───── DATA TO USE ─────
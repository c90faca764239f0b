use crate::application::ServiceDependencies;
use chrono::{Local, NaiveDate};
use std::collections::BTreeSet;

use super::errors::{LoanApplicationError, Result};
use super::loan_service::find_late_loans;

/// 延滞通知バッチ
///
/// 今日（ローカル日付）を基準に`notify_late_loans_as_of`を呼ぶ。
/// スケジューラから1日1回実行される。
pub async fn notify_late_loans(deps: &ServiceDependencies, message: &str) -> Result<usize> {
    notify_late_loans_as_of(deps, message, Local::now().date_naive()).await
}

/// 指定日を基準にした延滞通知バッチ
///
/// 処理フロー：
/// 1. 延滞中の貸出をすべて取得
/// 2. 各貸出から顧客のメールアドレスを取り出す（未登録の貸出はスキップ、重複は1件にまとめる）
/// 3. 取り出したアドレス全員に、1回の呼び出しでメッセージを送る
///
/// 再送は行わない。送信に失敗した場合は`TransportError`を返す。
///
/// # 戻り値
/// 通知したアドレスの件数（宛先がなく送信しなかった場合は0）
pub async fn notify_late_loans_as_of(
    deps: &ServiceDependencies,
    message: &str,
    today: NaiveDate,
) -> Result<usize> {
    let late_loans = find_late_loans(deps, today).await?;

    let emails: Vec<&str> = late_loans
        .iter()
        .filter_map(|loan| loan.customer_email.as_deref())
        .map(str::trim)
        .filter(|email| !email.is_empty())
        .collect();

    let skipped = late_loans.len() - emails.len();
    let recipients: Vec<String> = emails
        .into_iter()
        .collect::<BTreeSet<_>>()
        .into_iter()
        .map(str::to_string)
        .collect();

    if skipped > 0 {
        tracing::warn!(skipped, "late loans without customer email were skipped");
    }

    if recipients.is_empty() {
        tracing::info!(late_loans = late_loans.len(), "no late loan notices to send");
        return Ok(0);
    }

    deps.mail_dispatcher
        .send_mails(message, &recipients)
        .await
        .map_err(LoanApplicationError::TransportError)?;

    tracing::info!(recipients = recipients.len(), "late loan notices sent");
    Ok(recipients.len())
}
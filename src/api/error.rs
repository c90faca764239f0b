use crate::application::{book::BookApplicationError, loan::LoanApplicationError};
use axum::{
    Json,
    http::StatusCode,
    response::{IntoResponse, Response},
};

use super::types::ErrorResponse;

/// API層のエラー型
///
/// アプリケーション層のエラーをラップし、HTTPレスポンスへのマッピングを提供する。
#[derive(Debug)]
pub enum ApiError {
    Book(BookApplicationError),
    Loan(LoanApplicationError),
    /// リクエストのバリデーション失敗
    Validation(Vec<String>),
    /// パスで指定されたリソースが存在しない
    NotFound(&'static str),
    /// 発生しないはずの内部状態
    Internal(&'static str),
}

impl From<BookApplicationError> for ApiError {
    fn from(err: BookApplicationError) -> Self {
        ApiError::Book(err)
    }
}

impl From<LoanApplicationError> for ApiError {
    fn from(err: LoanApplicationError) -> Self {
        ApiError::Loan(err)
    }
}

/// 内部エラーの詳細はログに記録し、クライアントには一般的なメッセージのみを返す
fn internal_error(err: &dyn std::error::Error) -> (StatusCode, ErrorResponse) {
    tracing::error!(error = %err, source = ?std::error::Error::source(err), "internal error");
    (
        StatusCode::INTERNAL_SERVER_ERROR,
        ErrorResponse::new("An unexpected error occurred"),
    )
}

fn rejection(status: StatusCode, err: &dyn std::error::Error) -> (StatusCode, ErrorResponse) {
    (status, ErrorResponse::new(err.to_string()))
}

impl IntoResponse for ApiError {
    fn into_response(self) -> Response {
        let (status, body) = match &self {
            ApiError::Validation(messages) => (
                StatusCode::BAD_REQUEST,
                ErrorResponse::from_messages(messages.clone()),
            ),
            ApiError::NotFound(message) => (StatusCode::NOT_FOUND, ErrorResponse::new(*message)),
            ApiError::Internal(detail) => {
                tracing::error!(detail = *detail, "internal error");
                (
                    StatusCode::INTERNAL_SERVER_ERROR,
                    ErrorResponse::new("An unexpected error occurred"),
                )
            }

            ApiError::Book(err) => match err {
                // 400 Bad Request - ビジネスルール違反・不正な引数
                BookApplicationError::DuplicateIsbn
                | BookApplicationError::BookHasLoans
                | BookApplicationError::InvalidArgument(_) => {
                    rejection(StatusCode::BAD_REQUEST, err)
                }
                // 404 Not Found
                BookApplicationError::BookNotFound => rejection(StatusCode::NOT_FOUND, err),
                // 500 Internal Server Error - システム障害
                BookApplicationError::RepositoryError(_) => internal_error(err),
            },

            ApiError::Loan(err) => match err {
                LoanApplicationError::BookAlreadyLoaned
                | LoanApplicationError::BookNotFoundForIsbn
                | LoanApplicationError::InvalidArgument(_) => {
                    rejection(StatusCode::BAD_REQUEST, err)
                }
                LoanApplicationError::LoanNotFound => rejection(StatusCode::NOT_FOUND, err),
                LoanApplicationError::BookRepositoryError(_)
                | LoanApplicationError::LoanRepositoryError(_)
                | LoanApplicationError::TransportError(_) => internal_error(err),
            },
        };

        (status, Json(body)).into_response()
    }
}
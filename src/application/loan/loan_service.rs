use crate::application::ServiceDependencies;
use crate::domain::{self, Book, Loan, LoanFilter, LoanId, Page, PageRequest, commands::*};
use crate::ports::WriteOutcome;
use chrono::{Local, NaiveDate};

use super::errors::{LoanApplicationError, Result};

/// 貸出を保存する
///
/// ビジネスルール：
/// - 1冊の書籍につき、貸出中（返却フラグがNULLまたはfalse）の貸出は1件まで
/// - 書籍は保存済み（ID採番済み）であること
///
/// 貸出中の貸出の存在確認を行ってから挿入する。
/// 挿入はストア側の部分一意制約で守られた条件付き書き込みであり、
/// 確認と挿入の間に別の貸出が作られた場合も`BookAlreadyLoaned`になる。
///
/// # 戻り値
/// ID採番済みの貸出
pub async fn save_loan(deps: &ServiceDependencies, loan: Loan) -> Result<Loan> {
    let book_id = loan.book.require_id()?;

    // 1. 貸出中の貸出の存在確認
    let already_loaned = deps
        .loan_repository
        .exists_active_loan_for_book(book_id)
        .await
        .map_err(LoanApplicationError::LoanRepositoryError)?;

    if already_loaned {
        tracing::warn!(book_id = book_id.value(), "rejected loan of a book already loaned");
        return Err(LoanApplicationError::BookAlreadyLoaned);
    }

    // 2. 条件付き挿入
    match deps
        .loan_repository
        .insert(&loan)
        .await
        .map_err(LoanApplicationError::LoanRepositoryError)?
    {
        WriteOutcome::Written(saved) => Ok(saved),
        WriteOutcome::Conflict => Err(LoanApplicationError::BookAlreadyLoaned),
    }
}

/// ISBNで指定した書籍を貸し出す
///
/// 書籍をISBNで引き当ててから貸出を作成し、`save_loan`で保存する。
///
/// # エラー
/// - BookNotFoundForIsbn: ISBNに一致する書籍がない
/// - BookAlreadyLoaned: 書籍が貸出中
pub async fn loan_book(deps: &ServiceDependencies, cmd: LoanBook) -> Result<Loan> {
    let book = deps
        .book_repository
        .find_by_isbn(cmd.isbn.trim())
        .await
        .map_err(LoanApplicationError::BookRepositoryError)?
        .ok_or(LoanApplicationError::BookNotFoundForIsbn)?;

    let loan = domain::loan::open_loan(book, cmd.customer, cmd.customer_email, cmd.loan_date);
    save_loan(deps, loan).await
}

/// IDで貸出を取得する
pub async fn get_loan_by_id(deps: &ServiceDependencies, id: LoanId) -> Result<Option<Loan>> {
    deps.loan_repository
        .get_by_id(id)
        .await
        .map_err(LoanApplicationError::LoanRepositoryError)
}

/// 貸出の状態をそのまま保存する
///
/// 返却フラグの更新に使われる。返却済みへの変更は常に許可され、
/// 不変条件の再確認は行わない。ただし返却済みの貸出を貸出中に戻した結果、
/// 同じ書籍の貸出中が2件になる場合はストアが拒否し`BookAlreadyLoaned`になる。
///
/// # エラー
/// - InvalidArgument: IDが未採番
/// - LoanNotFound: 該当する貸出が存在しない
pub async fn update_loan(deps: &ServiceDependencies, loan: Loan) -> Result<Loan> {
    let id = loan.require_id()?;

    match deps
        .loan_repository
        .update(id, &loan)
        .await
        .map_err(LoanApplicationError::LoanRepositoryError)?
    {
        Some(WriteOutcome::Written(updated)) => Ok(updated),
        Some(WriteOutcome::Conflict) => Err(LoanApplicationError::BookAlreadyLoaned),
        None => Err(LoanApplicationError::LoanNotFound),
    }
}

/// 貸出の返却フラグを設定する
///
/// # エラー
/// - LoanNotFound: 該当する貸出が存在しない
pub async fn return_loan(deps: &ServiceDependencies, id: LoanId, returned: bool) -> Result<Loan> {
    let loan = get_loan_by_id(deps, id)
        .await?
        .ok_or(LoanApplicationError::LoanNotFound)?;

    update_loan(deps, domain::loan::mark_returned(loan, returned)).await
}

/// 貸出を検索する
///
/// 書籍のISBNが一致する貸出と、顧客名が一致する貸出の和集合（OR条件）を返す。
/// 条件が1つも指定されていない場合は空のページを返す。
pub async fn find_loans(
    deps: &ServiceDependencies,
    filter: &LoanFilter,
    page: PageRequest,
) -> Result<Page<Loan>> {
    if filter.is_empty() {
        return Ok(Page::empty(page));
    }

    deps.loan_repository
        .find_by_isbn_or_customer(filter.isbn(), filter.customer(), page)
        .await
        .map_err(LoanApplicationError::LoanRepositoryError)
}

/// 書籍のすべての貸出（返却済みを含む）を取得する
pub async fn get_loans_by_book(
    deps: &ServiceDependencies,
    book: &Book,
    page: PageRequest,
) -> Result<Page<Loan>> {
    let book_id = book.require_id()?;

    deps.loan_repository
        .find_by_book(book_id, page)
        .await
        .map_err(LoanApplicationError::LoanRepositoryError)
}

/// 延滞中の貸出をすべて取得する
///
/// 今日（ローカル日付）を基準に`find_late_loans`を呼ぶ。
pub async fn get_all_late_loans(deps: &ServiceDependencies) -> Result<Vec<Loan>> {
    find_late_loans(deps, Local::now().date_naive()).await
}

/// 指定日を基準に延滞中の貸出をすべて取得する
///
/// 貸出日が「today - 4日」以前で、返却フラグがNULLまたはfalseの貸出を返す。
/// バッチ用のためページングしない。
pub async fn find_late_loans(deps: &ServiceDependencies, today: NaiveDate) -> Result<Vec<Loan>> {
    let cutoff = domain::loan::late_loan_cutoff(today);

    deps.loan_repository
        .find_overdue_unreturned(cutoff)
        .await
        .map_err(LoanApplicationError::LoanRepositoryError)
}
/// 永続化前のエンティティに対する操作のエラー
#[derive(Debug, Clone, Copy, PartialEq, Eq)]
pub enum IdentityError {
    /// 書籍IDが未採番
    BookIdMissing,
    /// 貸出IDが未採番
    LoanIdMissing,
}

impl IdentityError {
    pub fn message(&self) -> &'static str {
        match self {
            IdentityError::BookIdMissing => "Book id must be assigned.",
            IdentityError::LoanIdMissing => "Loan id must be assigned.",
        }
    }
}
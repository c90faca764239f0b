use crate::domain::IdentityError;
use thiserror::Error;

/// 書籍カタログアプリケーション層のエラー
#[derive(Debug, Error)]
pub enum BookApplicationError {
    /// ISBNが登録済み（DuplicateKey）
    #[error("Isbn already registered.")]
    DuplicateIsbn,

    /// 未保存の書籍に対する操作（InvalidArgument）
    #[error("{}", .0.message())]
    InvalidArgument(IdentityError),

    /// 書籍が見つからない
    #[error("Book not found.")]
    BookNotFound,

    /// 貸出から参照されている書籍は削除できない（BusinessRule）
    #[error("Book has loans.")]
    BookHasLoans,

    /// BookRepositoryのエラー
    #[error("Book repository error")]
    RepositoryError(#[source] Box<dyn std::error::Error + Send + Sync>),
}

impl From<IdentityError> for BookApplicationError {
    fn from(err: IdentityError) -> Self {
        BookApplicationError::InvalidArgument(err)
    }
}

/// アプリケーション層の Result型
pub type Result<T> = std::result::Result<T, BookApplicationError>;
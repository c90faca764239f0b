pub mod book_repository;
pub mod loan_repository;
pub mod mail_dispatcher;

pub use book_repository::*;
pub use loan_repository::*;
pub use mail_dispatcher::*;

/// ポート共通のResult型
pub type Result<T> = std::result::Result<T, Box<dyn std::error::Error + Send + Sync>>;

/// 制約に抵触しうる書き込みの結果
///
/// 一意制約・外部キー制約に抵触した場合は`Conflict`を返し、
/// アプリケーション層でドメインのエラーに変換する。
#[derive(Debug, Clone, PartialEq, Eq)]
pub enum WriteOutcome<T> {
    Written(T),
    Conflict,
}
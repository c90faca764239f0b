pub mod book_repository;
pub mod loan_repository;

// パブリックに型を再エクスポート
pub use book_repository::BookRepository as PostgresBookRepository;
pub use loan_repository::LoanRepository as PostgresLoanRepository;

/// LIKE/ILIKEのパターンで特別な意味を持つ文字をエスケープする
///
/// PostgreSQLのデフォルトのエスケープ文字（バックスラッシュ）を使う。
pub(crate) fn escape_like(value: &str) -> String {
    let mut escaped = String::with_capacity(value.len());
    for c in value.chars() {
        if matches!(c, '%' | '_' | '\\') {
            escaped.push('\\');
        }
        escaped.push(c);
    }
    escaped
}

/// 一意制約違反か
pub(crate) fn is_unique_violation(err: &sqlx::Error) -> bool {
    matches!(err, sqlx::Error::Database(db) if db.is_unique_violation())
}

/// 外部キー制約違反か
pub(crate) fn is_foreign_key_violation(err: &sqlx::Error) -> bool {
    matches!(err, sqlx::Error::Database(db) if db.is_foreign_key_violation())
}
//! 設定の読み込み
//!
//! 組み込みのデフォルト値、設定ファイル、環境変数の順に重ねる。

use chrono::NaiveTime;
use config::{Config, ConfigError, Environment, File};
use serde::Deserialize;
use std::env;

/// デフォルトの延滞通知メッセージ
pub const DEFAULT_LATE_LOANS_MESSAGE: &str =
    "Your book loan is overdue. Please return the book as soon as possible.";

#[derive(Debug, Deserialize, Clone)]
pub struct ServerConfig {
    pub host: String,
    pub port: u16,
}

#[derive(Debug, Deserialize, Clone)]
pub struct DatabaseConfig {
    pub url: String,
    pub max_connections: u32,
}

#[derive(Debug, Deserialize, Clone)]
pub struct MailConfig {
    pub smtp_host: String,
    pub smtp_port: u16,
    pub smtp_username: Option<String>,
    pub smtp_password: Option<String>,
    pub smtp_use_tls: bool,
    /// 送信元アドレス
    pub from: String,
    pub subject: String,
}

#[derive(Debug, Deserialize, Clone)]
pub struct SchedulerConfig {
    pub enabled: bool,
    /// 延滞通知バッチを実行する時刻（ローカル時刻）
    pub run_at: NaiveTime,
    pub late_loans_message: String,
}

#[derive(Debug, Deserialize, Clone)]
pub struct AppConfig {
    pub server: ServerConfig,
    pub database: DatabaseConfig,
    pub mail: MailConfig,
    pub scheduler: SchedulerConfig,
}

impl AppConfig {
    /// 設定ファイルと環境変数から設定を読み込む
    ///
    /// 環境変数は `LIBRARY__SECTION__KEY` の形式（例: `LIBRARY__SERVER__PORT`）。
    /// `DATABASE_URL` があれば `database.url` を上書きする。
    pub fn load() -> Result<Self, ConfigError> {
        let run_mode = env::var("RUN_MODE").unwrap_or_else(|_| "development".into());

        Self::defaults()?
            .add_source(File::with_name("config/default").required(false))
            .add_source(File::with_name(&format!("config/{}", run_mode)).required(false))
            .add_source(
                Environment::with_prefix("LIBRARY")
                    .prefix_separator("__")
                    .separator("__")
                    .try_parsing(true),
            )
            .set_override_option("database.url", env::var("DATABASE_URL").ok())?
            .build()?
            .try_deserialize()
    }

    /// 組み込みのデフォルト値のみから設定を作る
    pub fn from_defaults() -> Result<Self, ConfigError> {
        Self::defaults()?.build()?.try_deserialize()
    }

    fn defaults() -> Result<config::ConfigBuilder<config::builder::DefaultState>, ConfigError> {
        Config::builder()
            .set_default("server.host", "0.0.0.0")?
            .set_default("server.port", 3000)?
            .set_default("database.url", "postgres://localhost/library")?
            .set_default("database.max_connections", 5)?
            .set_default("mail.smtp_host", "localhost")?
            .set_default("mail.smtp_port", 587)?
            .set_default("mail.smtp_use_tls", true)?
            .set_default("mail.from", "library@localhost")?
            .set_default("mail.subject", "Overdue book loan")?
            .set_default("scheduler.enabled", true)?
            .set_default("scheduler.run_at", "00:00:00")?
            .set_default("scheduler.late_loans_message", DEFAULT_LATE_LOANS_MESSAGE)
    }
}
pub mod error;
pub mod handlers;
pub mod router;
pub mod types;

pub use error::ApiError;
pub use router::create_router;
pub use types::*;
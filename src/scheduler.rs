//! 延滞通知バッチのスケジューラ
//!
//! 1日1回、設定された時刻に延滞通知バッチを実行する。
//! 実行は常に直列で、前回の実行が終わってから次の待機を始める。
//! 停止中に過ぎた実行時刻は取り戻さず、次の時刻まで待つ。

use crate::application::{ServiceDependencies, loan::notify_late_loans};
use chrono::{Days, Local, NaiveDateTime, NaiveTime};
use tokio::task::JoinHandle;

/// 延滞通知バッチの実行設定
#[derive(Debug, Clone)]
pub struct OverdueScanSchedule {
    /// 実行時刻（ローカル時刻）
    pub run_at: NaiveTime,
    /// 延滞している顧客に送るメッセージ
    pub message: String,
}

/// 次回の実行日時を計算する
///
/// 今日の実行時刻がまだ来ていなければ今日、過ぎていれば明日の同時刻。
pub fn next_run_after(now: NaiveDateTime, run_at: NaiveTime) -> NaiveDateTime {
    let today = now.date().and_time(run_at);
    if today > now {
        return today;
    }

    now.date()
        .checked_add_days(Days::new(1))
        .map(|tomorrow| tomorrow.and_time(run_at))
        .unwrap_or(today)
}

/// 延滞通知バッチを1回実行する
///
/// 失敗はログに記録し、スケジューラは止めない。
pub async fn run_overdue_scan(deps: &ServiceDependencies, message: &str) {
    match notify_late_loans(deps, message).await {
        Ok(notified) => tracing::info!(notified, "overdue scan finished"),
        Err(e) => tracing::error!(error = ?e, "overdue scan failed"),
    }
}

/// スケジューラを起動する
///
/// 返されたハンドルをabortすると停止する。
pub fn spawn_overdue_scan(
    deps: ServiceDependencies,
    schedule: OverdueScanSchedule,
) -> JoinHandle<()> {
    tokio::spawn(async move {
        loop {
            let now = Local::now().naive_local();
            let next = next_run_after(now, schedule.run_at);
            let wait = (next - now).to_std().unwrap_or_default();

            tracing::info!(next_run = %next, "overdue scan scheduled");
            tokio::time::sleep(wait).await;

            run_overdue_scan(&deps, &schedule.message).await;
        }
    })
}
─────
* **WHAT YOU ARE ASKED TO DO**: Using the records above, restate word for word the lines from the one with "cmd: LoanBook) ->" through the one with "id: LoanId) ->", both included.

* **TASK ANSWER**:
pub async fn loan_book(deps: &ServiceDependencies, cmd: LoanBook) -> Result<Loan> {
    let book = deps
        .book_repository
        .find_by_isbn(cmd.isbn.trim())
        .await
        .map_err(LoanApplicationError::BookRepositoryError)?
        .ok_or(LoanApplicationError::BookNotFoundForIsbn)?;

    let loan = domain::loan::open_loan(book, cmd.customer, cmd.customer_email, cmd.loan_date);
    save_loan(deps, loan).await
}

/// IDで貸出を取得する
pub async fn get_loan_by_id(deps: &ServiceDependencies, id: LoanId) -> Result<Option<Loan>> {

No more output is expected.